When you transcribe the records that follow, reproduce each line exactly as given.

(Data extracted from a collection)
::::::::::

//! Newtype IDs for type-safe entity references.
//!
//! Use the `define_id!` macro to create type-safe ID wrappers that prevent
//! accidentally mixing IDs from different entity types.

/// Macro to define a type-safe ID wrapper.
///
/// Creates a newtype wrapper around `i32` with:
/// - `Serialize`/`Deserialize` with `#[serde(transparent)]`
/// - `Debug`, `Clone`, `Copy`, `PartialEq`, `Eq`, `Hash`, `PartialOrd`, `Ord`
/// - Conversion methods: `new()`, `as_i32()`, `next()`
/// - `Display`, `FromStr`, `From<i32>` and `Into<i32>` implementations
///
/// # Example
///
/// ```rust
/// # use marketstall_core::define_id;
/// define_id!(AddressId);
/// define_id!(OrderId);
///
/// let address_id = AddressId::new(1);
/// let order_id = OrderId::new(1);
/// assert_eq!(address_id.next(), Some(AddressId::new(2)));
///
/// // These are different types, so this won't compile:
/// // let _: AddressId = order_id;
/// ```
#[macro_export]
macro_rules! define_id {
    ($name:ident) => {
        #[derive(
            Debug,
            Clone,
            Copy,
            PartialEq,
            Eq,
            Hash,
            PartialOrd,
            Ord,
            ::serde::Serialize,
            ::serde::Deserialize
        )]
        #[serde(transparent)]
        pub struct $name(i32);

        impl $name {
            /// Create a new ID from an i32 value.
            #[must_use]
            pub const fn new(id: i32) -> Self {
                Self(id)
            }

            /// Get the underlying i32 value.
            #[must_use]
            pub const fn as_i32(&self) -> i32 {
                self.0
            }

            /// The ID following this one, or `None` past `i32::MAX`.
            #[must_use]
            pub const fn next(self) -> Option<Self> {
                match self.0.checked_add(1) {
                    Some(id) => Some(Self(id)),
                    None => None,
                }
            }
        }

        impl ::core::fmt::Display for $name {
            fn fmt(&self, f: &mut ::core::fmt::Formatter<'_>) -> ::core::fmt::Result {
                write!(f, "{}", self.0)
            }
        }

        impl ::core::str::FromStr for $name {
            type Err = ::core::num::ParseIntError;

            fn from_str(s: &str) -> ::core::result::Result<Self, Self::Err> {
                s.trim().parse::<i32>().map(Self)
            }
        }

        impl From<i32> for $name {
            fn from(id: i32) -> Self {
                Self(id)
            }
        }

        impl From<$name> for i32 {
            fn from(id: $name) -> Self {
                id.0
            }
        }
    };
}

// Define standard entity IDs
define_id!(UserId);
define_id!(ProductId);
define_id!(AddressId);
define_id!(PaymentMethodId);
define_id!(OrderId);
define_id!(RefundId);

#[cfg(test)]
#[allow(clippy::unwrap_used)]
mod tests {
    use super::*;

    #[test]
    fn test_next_stops_at_max() {
        assert_eq!(OrderId::new(41).next(), Some(OrderId::new(42)));
        assert_eq!(OrderId::new(i32::MAX).next(), None);
    }

    #[test]
    fn test_from_str() {
        let id: ProductId = " 17 ".parse().unwrap();
        assert_eq!(id.as_i32(), 17);
        assert!("seventeen".parse::<ProductId>().is_err());
    }

    #[test]
    fn test_serde_transparent() {
        let json = serde_json::to_string(&RefundId::new(9)).unwrap();
        assert_eq!(json, "9");
        let parsed: RefundId = serde_json::from_str(&json).unwrap();
        assert_eq!(parsed, RefundId::new(9));
    }
}
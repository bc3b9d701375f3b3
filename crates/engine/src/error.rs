//! Unified error handling for the commerce engine.
//!
//! Every store and session operation returns `Result<T, CommerceError>`.
//! None of these errors is fatal: each leaves in-memory state as it was
//! before the call, so the caller can re-issue a corrected operation.

use core::fmt;

use marketstall_core::{
    OrderId, PaymentDetailsError, ProductId, RefundId, RefundStatus, StatusTransitionError,
};
use thiserror::Error;

use crate::orders::Ineligibility;
use crate::storage::StorageError;

/// Kind of entity an ID refers to, for error reporting.
#[derive(Debug, Clone, Copy, PartialEq, Eq, Hash)]
pub enum EntityKind {
    Product,
    CartLine,
    Address,
    PaymentMethod,
    Order,
    Refund,
}

impl fmt::Display for EntityKind {
    fn fmt(&self, f: &mut fmt::Formatter<'_>) -> fmt::Result {
        match self {
            Self::Product => write!(f, "product"),
            Self::CartLine => write!(f, "cart line"),
            Self::Address => write!(f, "address"),
            Self::PaymentMethod => write!(f, "payment method"),
            Self::Order => write!(f, "order"),
            Self::Refund => write!(f, "refund request"),
        }
    }
}

/// Engine-level error type.
#[derive(Debug, Error)]
pub enum CommerceError {
    /// Requested cart quantity is above current stock.
    #[error("only {available} of product {product_id} in stock (requested {requested})")]
    StockExceeded {
        product_id: ProductId,
        requested: u64,
        available: u32,
    },

    /// Attempt to delete the current default address or payment method.
    #[error("cannot delete default {kind} {id}; set another default first")]
    DefaultDeletionForbidden { kind: EntityKind, id: i32 },

    /// Input failed a precondition; nothing was created or changed.
    #[error("validation failed: {0}")]
    Validation(#[from] ValidationError),

    /// The referenced ID is absent from its collection.
    #[error("{kind} {id} not found")]
    NotFound { kind: EntityKind, id: i32 },

    /// A collaborator call or durable write failed.
    #[error("remote failure: {0}")]
    RemoteFailure(#[from] RemoteError),

    /// Order lifecycle step not permitted.
    #[error("invalid transition: {0}")]
    InvalidTransition(#[from] StatusTransitionError),

    /// The refund request has already been approved or rejected.
    #[error("refund request {id} is already {status}")]
    RefundAlreadyResolved { id: RefundId, status: RefundStatus },

    /// Every ID of this kind is already taken.
    #[error("no {kind} IDs left to assign")]
    IdsExhausted { kind: EntityKind },

    /// Operation needs a signed-in user.
    #[error("no user is signed in")]
    NotSignedIn,
}

impl CommerceError {
    pub(crate) fn not_found(kind: EntityKind, id: impl Into<i32>) -> Self {
        Self::NotFound {
            kind,
            id: id.into(),
        }
    }

    /// Whether the error came from a collaborator and may succeed on retry.
    #[must_use]
    pub const fn is_remote(&self) -> bool {
        matches!(self, Self::RemoteFailure(_))
    }
}

/// Precondition failures, each naming what was wrong.
#[derive(Debug, Clone, PartialEq, Eq, Error)]
pub enum ValidationError {
    #[error("quantity must be at least 1")]
    InvalidQuantity,

    #[error("refund reason must be at least {min} characters (got {actual})")]
    ReasonTooShort { min: usize, actual: usize },

    #[error("no items selected for refund")]
    NoItemsSelected,

    #[error("product {product_id} is not part of order {order_id}")]
    ItemNotInOrder {
        order_id: OrderId,
        product_id: ProductId,
    },

    #[error("product {0} selected more than once")]
    DuplicateItem(ProductId),

    #[error("product {0} has already been refunded")]
    ItemAlreadyRefunded(ProductId),

    #[error("order {order_id} is not eligible for a refund: {reason}")]
    NotEligible {
        order_id: OrderId,
        reason: Ineligibility,
    },

    #[error("cart is empty")]
    EmptyCart,

    #[error("no shipping address available")]
    MissingShippingAddress,

    #[error("no payment method available")]
    MissingPaymentMethod,

    #[error("invalid payment details: {0}")]
    InvalidPaymentDetails(#[from] PaymentDetailsError),
}

/// Failure of an external collaborator.
#[derive(Debug, Error)]
pub enum RemoteError {
    /// A collaborator reported an error.
    #[error("{service} request failed: {message}")]
    Service {
        service: &'static str,
        message: String,
    },

    /// The durable key-value slot failed.
    #[error("storage error: {0}")]
    Storage(#[from] StorageError),
}

impl RemoteError {
    pub fn service(service: &'static str, message: impl Into<String>) -> Self {
        Self::Service {
            service,
            message: message.into(),
        }
    }
}

/// Result type alias for `CommerceError`.
pub type Result<T> = std::result::Result<T, CommerceError>;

::::::::::

# [WRITTEN REPLY]
//! Newtype IDs for type-safe entity references.
//!
//! Use the `define_id!` macro to create type-safe ID wrappers that prevent
//! accidentally mixing IDs from different entity types.

/// Macro to define a type-safe ID wrapper.
///
/// Creates a newtype wrapper around `i32` with:
/// - `Serialize`/`Deserialize` with `#[serde(transparent)]`
/// - `Debug`, `Clone`, `Copy`, `PartialEq`, `Eq`, `Hash`, `PartialOrd`, `Ord`
/// - Conversion methods: `new()`, `as_i32()`, `next()`
/// - `Display`, `FromStr`, `From<i32>` and `Into<i32>` implementations
///
/// # Example
///
/// ```rust
/// # use marketstall_core::define_id;
/// define_id!(AddressId);
/// define_id!(OrderId);
///
/// let address_id = AddressId::new(1);
/// let order_id = OrderId::new(1);
/// assert_eq!(address_id.next(), Some(AddressId::new(2)));
///
/// // These are different types, so this won't compile:
/// // let _: AddressId = order_id;
/// ```
#[macro_export]
macro_rules! define_id {
    ($name:ident) => {
        #[derive(
            Debug,
            Clone,
            Copy,
            PartialEq,
            Eq,
            Hash,
            PartialOrd,
            Ord,
            ::serde::Serialize,
            ::serde::Deserialize
        )]
        #[serde(transparent)]
        pub struct $name(i32);

        impl $name {
            /// Create a new ID from an i32 value.
            #[must_use]
            pub const fn new(id: i32) -> Self {
                Self(id)
            }

            /// Get the underlying i32 value.
            #[must_use]
            pub const fn as_i32(&self) -> i32 {
                self.0
            }

            /// The ID following this one, or `None` past `i32::MAX`.
            #[must_use]
            pub const fn next(self) -> Option<Self> {
                match self.0.checked_add(1) {
                    Some(id) => Some(Self(id)),
                    None => None,
                }
            }
        }

        impl ::core::fmt::Display for $name {
            fn fmt(&self, f: &mut ::core::fmt::Formatter<'_>) -> ::core::fmt::Result {
                write!(f, "{}", self.0)
            }
        }

        impl ::core::str::FromStr for $name {
            type Err = ::core::num::ParseIntError;

            fn from_str(s: &str) -> ::core::result::Result<Self, Self::Err> {
                s.trim().parse::<i32>().map(Self)
            }
        }

        impl From<i32> for $name {
            fn from(id: i32) -> Self {
                Self(id)
            }
        }

        impl From<$name> for i32 {
            fn from(id: $name) -> Self {
                id.0
            }
        }
    };
}

// Define standard entity IDs
define_id!(UserId);
define_id!(ProductId);
define_id!(AddressId);
define_id!(PaymentMethodId);
define_id!(OrderId);
define_id!(RefundId);

#[cfg(test)]
#[allow(clippy::unwrap_used)]
mod tests {
    use super::*;

    #[test]
    fn test_next_stops_at_max() {
        assert_eq!(OrderId::new(41).next(), Some(OrderId::new(42)));
        assert_eq!(OrderId::new(i32::MAX).next(), None);
    }

    #[test]
    fn test_from_str() {
        let id: ProductId = " 17 ".parse().unwrap();
        assert_eq!(id.as_i32(), 17);
        assert!("seventeen".parse::<ProductId>().is_err());
    }

    #[test]
    fn test_serde_transparent() {
        let json = serde_json::to_string(&RefundId::new(9)).unwrap();
        assert_eq!(json, "9");
        let parsed: RefundId = serde_json::from_str(&json).unwrap();
        assert_eq!(parsed, RefundId::new(9));
    }
}
repository bc3b9d701375f3b3
filename crates/engine/src/error.rs
//! Unified error handling for the commerce engine.
//!
//! Every store and session operation returns `Result<T, CommerceError>`.
//! None of these errors is fatal: each leaves in-memory state as it was
//! before the call, so the caller can re-issue a corrected operation.

use core::fmt;

use marketstall_core::{
    OrderId, PaymentDetailsError, ProductId, RefundId, RefundStatus, StatusTransitionError,
};
use thiserror::Error;

use crate::orders::Ineligibility;
use crate::storage::StorageError;

/// Kind of entity an ID refers to, for error reporting.
#[derive(Debug, Clone, Copy, PartialEq, Eq, Hash)]
pub enum EntityKind {
    Product,
    CartLine,
    Address,
    PaymentMethod,
    Order,
    Refund,
}

impl fmt::Display for EntityKind {
    fn fmt(&self, f: &mut fmt::Formatter<'_>) -> fmt::Result {
        match self {
            Self::Product => write!(f, "product"),
            Self::CartLine => write!(f, "cart line"),
            Self::Address => write!(f, "address"),
            Self::PaymentMethod => write!(f, "payment method"),
            Self::Order => write!(f, "order"),
            Self::Refund => write!(f, "refund request"),
        }
    }
}

/// Engine-level error type.
#[derive(Debug, Error)]
pub enum CommerceError {
    /// Requested cart quantity is above current stock.
    #[error("only {available} of product {product_id} in stock (requested {requested})")]
    StockExceeded {
        product_id: ProductId,
        requested: u64,
        available: u32,
    },

    /// Attempt to delete the current default address or payment method.
    #[error("cannot delete default {kind} {id}; set another default first")]
    DefaultDeletionForbidden { kind: EntityKind, id: i32 },

    /// Input failed a precondition; nothing was created or changed.
    #[error("validation failed: {0}")]
    Validation(#[from] ValidationError),

    /// The referenced ID is absent from its collection.
    #[error("{kind} {id} not found")]
    NotFound { kind: EntityKind, id: i32 },

    /// A collaborator call or durable write failed.
    #[error("remote failure: {0}")]
    RemoteFailure(#[from] RemoteError),

    /// Order lifecycle step not permitted.
    #[error("invalid transition: {0}")]
    InvalidTransition(#[from] StatusTransitionError),

    /// The refund request has already been approved or rejected.
    #[error("refund request {id} is already {status}")]
    RefundAlreadyResolved { id: RefundId, status: RefundStatus },

    /// Every ID of this kind is already taken.
    #[error("no {kind} IDs left to assign")]
    IdsExhausted { kind: EntityKind },

    /// Operation needs a signed-in user.
    #[error("no user is signed in")]
    NotSignedIn,
}

impl CommerceError {
    pub(crate) fn not_found(kind: EntityKind, id: impl Into<i32>) -> Self {
        Self::NotFound {
            kind,
            id: id.into(),
        }
    }

    /// Whether the error came from a collaborator and may succeed on retry.
    #[must_use]
    pub const fn is_remote(&self) -> bool {
        matches!(self, Self::RemoteFailure(_))
    }
}

/// Precondition failures, each naming what was wrong.
#[derive(Debug, Clone, PartialEq, Eq, Error)]
pub enum ValidationError {
    #[error("quantity must be at least 1")]
    InvalidQuantity,

    #[error("refund reason must be at least {min} characters (got {actual})")]
    ReasonTooShort { min: usize, actual: usize },

    #[error("no items selected for refund")]
    NoItemsSelected,

    #[error("product {product_id} is not part of order {order_id}")]
    ItemNotInOrder {
        order_id: OrderId,
        product_id: ProductId,
    },

    #[error("product {0} selected more than once")]
    DuplicateItem(ProductId),

    #[error("product {0} has already been refunded")]
    ItemAlreadyRefunded(ProductId),

    #[error("order {order_id} is not eligible for a refund: {reason}")]
    NotEligible {
        order_id: OrderId,
        reason: Ineligibility,
    },

    #[error("cart is empty")]
    EmptyCart,

    #[error("no shipping address available")]
    MissingShippingAddress,

    #[error("no payment method available")]
    MissingPaymentMethod,

    #[error("invalid payment details: {0}")]
    InvalidPaymentDetails(#[from] PaymentDetailsError),
}

/// Failure of an external collaborator.
#[derive(Debug, Error)]
pub enum RemoteError {
    /// A collaborator reported an error.
    #[error("{service} request failed: {message}")]
    Service {
        service: &'static str,
        message: String,
    },

    /// The durable key-value slot failed.
    #[error("storage error: {0}")]
    Storage(#[from] StorageError),
}

impl RemoteError {
    pub fn service(service: &'static str, message: impl Into<String>) -> Self {
        Self::Service {
            service,
            message: message.into(),
        }
    }
}

/// Result type alias for `CommerceError`.
pub type Result<T> = std::result::Result<T, CommerceError>;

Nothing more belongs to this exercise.